L’extincteur fort sage a parlé doctement et a souligné que dans l’histoire de l’humanité de tels moments ne sont pas légions, des instants uniques, des parenthèses qui ne demandent qu’à se refermer, des traits d’union entre des vivants qui rejettent la haine et la mort pour s’unir dans un dessein unique, celui de surmonter leurs différences et affirmer leur solidarité sur les cendres encore fumantes de massacres trop rapidement oubliés. Alors, parce que nous sommes tous uns, nous sommes également responsables et coupables, chacun de manière unique et essentielle, face à lui-même, face aux autres, face à l’humanité bouleversée.

 

Lorsque mon tour est venu, je me suis levé, j’ai regardé la caméra numéro quatre, ai dévié mon visage de quinze degré par rapport à son axe véritable et ai dit : Monsieur le Juge, votre Honneur, je n’ai pas autant de dignité, je ne suis pas grand, je ne suis pas altruiste ou révolutionnaire, je ne comprends rien, je ne sais pas de quoi on nous accuse, je n’ai aucune idée des crimes qui ont endeuillé ces lieux, je ne vois rien, n’entends rien, ne dis rien si ce n’est que je suis lâche, petit, faible, malheureux et intimidé.
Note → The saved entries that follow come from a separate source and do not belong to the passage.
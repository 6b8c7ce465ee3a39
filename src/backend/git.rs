// src/backend/git.rs

//! Git backend
//!
//! Shells out to the system `git` binary, which transparently picks up SSH
//! keys, credential helpers, and anything else configured in ~/.gitconfig.
//! A repository is synced by fetching into an in-place checkout under its
//! root and hard-resetting to the fetched head; untracked files (the local
//! config, update stamp) survive the reset.

use crate::backend::{Artifact, Backend, Download};
use crate::error::{Error, Result};
use crate::filesystem;
use crate::repository::Repository;
use std::path::{Path, PathBuf};
use std::process::Command;
use tracing::{debug, warn};

pub struct GitBackend;

/// Run a git subcommand in `dir`, capturing stdout
fn git(dir: &Path, args: &[&str]) -> Result<String> {
    let output = Command::new("git")
        .current_dir(dir)
        .args(args)
        .output()
        .map_err(|e| Error::Download(format!("Failed to run git: {}", e)))?;

    if !output.status.success() {
        let stderr = String::from_utf8_lossy(&output.stderr);
        return Err(Error::Download(format!(
            "git {} failed: {}",
            args.join(" "),
            stderr.trim()
        )));
    }

    Ok(String::from_utf8_lossy(&output.stdout).into_owned())
}

impl GitBackend {
    /// Bring the checkout at `dir` up to date with `address`
    ///
    /// `git clone` refuses non-empty directories, and the root already holds
    /// the repository config, so the checkout is built in place:
    /// init + remote add on first sync, then fetch + hard reset every time.
    fn sync_checkout(&self, dir: &Path, address: &str) -> Result<()> {
        filesystem::mkdir_p(dir)?;

        if dir.join(".git").exists() {
            // Keep the remote current in case the address changed
            git(dir, &["remote", "set-url", "origin", address])?;
        } else {
            git(dir, &["init", "--quiet"])?;
            git(dir, &["remote", "add", "origin", address])?;
        }

        git(dir, &["fetch", "--quiet", "--force", "origin", "HEAD"])?;
        git(dir, &["reset", "--hard", "--quiet", "FETCH_HEAD"])?;
        debug!("Synced git checkout at {}", dir.display());
        Ok(())
    }
}

impl Backend for GitBackend {
    fn pull_url(
        &self,
        package: &str,
        local_dir: &Path,
        remote_url: &str,
    ) -> Result<Download<Artifact>> {
        let dest = local_dir.join(package);
        match self.sync_checkout(&dest, remote_url) {
            Ok(()) => Ok(Download::Fresh(Artifact::Directory(dest))),
            Err(e) => {
                warn!("git fetch of {} failed: {}", remote_url, e);
                Ok(Download::Unavailable)
            }
        }
    }

    fn pull_repo(&self, repo: &Repository) -> Result<()> {
        self.sync_checkout(&repo.root, &repo.address)
    }

    fn pull_archive(&self, _repo: &Repository, _target: &Path) -> Result<Download<PathBuf>> {
        // Git repositories host no prebuilt archives
        Ok(Download::Unavailable)
    }

    fn revision(&self, repo: &Repository) -> Result<Option<String>> {
        if !repo.root.join(".git").exists() {
            return Ok(None);
        }
        let head = git(&repo.root, &["rev-parse", "HEAD"])?;
        Ok(Some(head.trim().to_string()))
    }
}
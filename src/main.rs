// src/main.rs

use anyhow::Result;
use clap::{CommandFactory, Parser, Subcommand};
use quarry::graph::DirectedGraph;
use quarry::repository::{self, state, Repository};
use quarry::{backend, config, fetch};
use std::path::PathBuf;
use tracing::info;

#[derive(Parser)]
#[command(name = "quarry")]
#[command(author, version, about = "Synchronize source package repositories", long_about = None)]
struct Cli {
    /// Disable checksum verification of downloaded artifacts
    #[arg(long, global = true)]
    no_checksums: bool,

    #[command(subcommand)]
    command: Commands,
}

#[derive(Subcommand)]
enum Commands {
    /// Initialize a repository mirror from scratch (destroys any existing root)
    Init {
        /// Repository name
        name: String,
        /// Backend address: a directory, an HTTP URL, or a git remote
        address: String,
        /// Backend kind
        #[arg(short, long, default_value = "http")]
        kind: String,
        /// Priority; higher is preferred when several repositories carry a package
        #[arg(short, long, default_value_t = 0)]
        priority: i32,
        /// Mirror root directory (default: ./<name>)
        #[arg(short, long)]
        root: Option<PathBuf>,
    },
    /// Update repository mirrors
    Update {
        /// Repository roots to update (each holds a repo.json)
        #[arg(required = true)]
        roots: Vec<PathBuf>,
        /// Maximum concurrent updates
        #[arg(short, long, default_value_t = 4)]
        jobs: usize,
        /// Skip repositories updated within this many seconds
        #[arg(long)]
        max_age: Option<u64>,
    },
    /// List the packages and compilers mirrored under a repository root
    List {
        /// Repository root directory
        root: PathBuf,
    },
    /// Show a repository's backend revision marker
    Revision {
        /// Repository root directory
        root: PathBuf,
    },
    /// Generate shell completion scripts
    Completions {
        /// Shell type
        #[arg(value_enum)]
        shell: clap_complete::Shell,
    },
}

fn load_repo(root: &PathBuf) -> Result<Repository> {
    let config_path = root.join("repo.json");
    let repo = config::read_repo_config(&config_path)?;
    Ok(repo)
}

fn main() -> Result<()> {
    // Initialize tracing subscriber for logging
    tracing_subscriber::fmt()
        .with_env_filter(
            tracing_subscriber::EnvFilter::try_from_default_env()
                .unwrap_or_else(|_| tracing_subscriber::EnvFilter::new("info")),
        )
        .init();

    let cli = Cli::parse();

    // Backends are registered before any update can run concurrently
    backend::register_defaults()?;
    fetch::set_checksum_verification(!cli.no_checksums);

    match cli.command {
        Commands::Init {
            name,
            address,
            kind,
            priority,
            root,
        } => {
            let root = root.unwrap_or_else(|| PathBuf::from(&name));
            let repo = Repository::new(name, kind, address, priority, root);
            repository::init(&repo)?;
            println!("Initialized repository {}", repo);
            Ok(())
        }
        Commands::Update {
            roots,
            jobs,
            max_age,
        } => {
            let mut graph = DirectedGraph::new();
            for root in &roots {
                let repo = load_repo(root)?;
                if let Some(max_age) = max_age {
                    if !repository::needs_update(&repo, max_age) {
                        info!("{} is recent enough, skipping", repo);
                        continue;
                    }
                }
                graph.add_vertex(repo);
            }

            repository::update_all(&graph, jobs)?;
            println!("Updated {} repositories", graph.len());
            Ok(())
        }
        Commands::List { root } => {
            let repo = load_repo(&root)?;
            for (prefix, package) in state::packages(&repo)? {
                match prefix {
                    Some(prefix) => println!("package  {}/{}", prefix, package),
                    None => println!("package  {}", package),
                }
            }
            for (prefix, compiler) in state::compilers(&repo)? {
                match prefix {
                    Some(prefix) => println!("compiler {}/{}", prefix, compiler),
                    None => println!("compiler {}", compiler),
                }
            }
            Ok(())
        }
        Commands::Revision { root } => {
            let repo = load_repo(&root)?;
            match repository::revision(&repo)? {
                Some(revision) => println!("{}", revision),
                None => println!("(no revision marker)"),
            }
            Ok(())
        }
        Commands::Completions { shell } => {
            let mut cmd = Cli::command();
            let name = cmd.get_name().to_string();
            clap_complete::generate(shell, &mut cmd, name, &mut std::io::stdout());
            Ok(())
        }
    }
}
J’ai trompé la confiance de la personne en qui je croyais et n’ose pas le lui dire, je suis lâche, terriblement lâche, effrayé, terrorisé, un mort vivant qui ne demande plus rien si ce n’est disparaître dans une cellule non pas de 600 mais 2 mètres carrés, pour pleurer l’ignominie de ma conduite, de ce comportement d’humain qui me dégoûte, qui me répulse, que j’abhorre, car il n’y a plus d’amour à Saint-Pétersbourg, tout est perdu, même l’honneur, le combat est perdu, l’espoir est mort, le rêve est perdu, l’arc-en-ciel est mort. Je vous en supplie, enfermez-moi à tout jamais et libérez mes amis qui n’y sont pour rien. Je suis seul et unique responsable de toutes les lâchetés, leur représentant unique et plénipotentiaire, qu’il en soit ainsi et que le silence s’installe à tout jamais.

 

C’est cela que j’ai dit. C’est cela que les autres ont dit. Le reste, les mots et les phrases, les flashes et les caméras, je n’ai plus écouté. Cela n’a plus d’importance. Plus rien n’a d’importance lorsque le dégoût est ainsi installé au plus profond de nous, pauvres humains.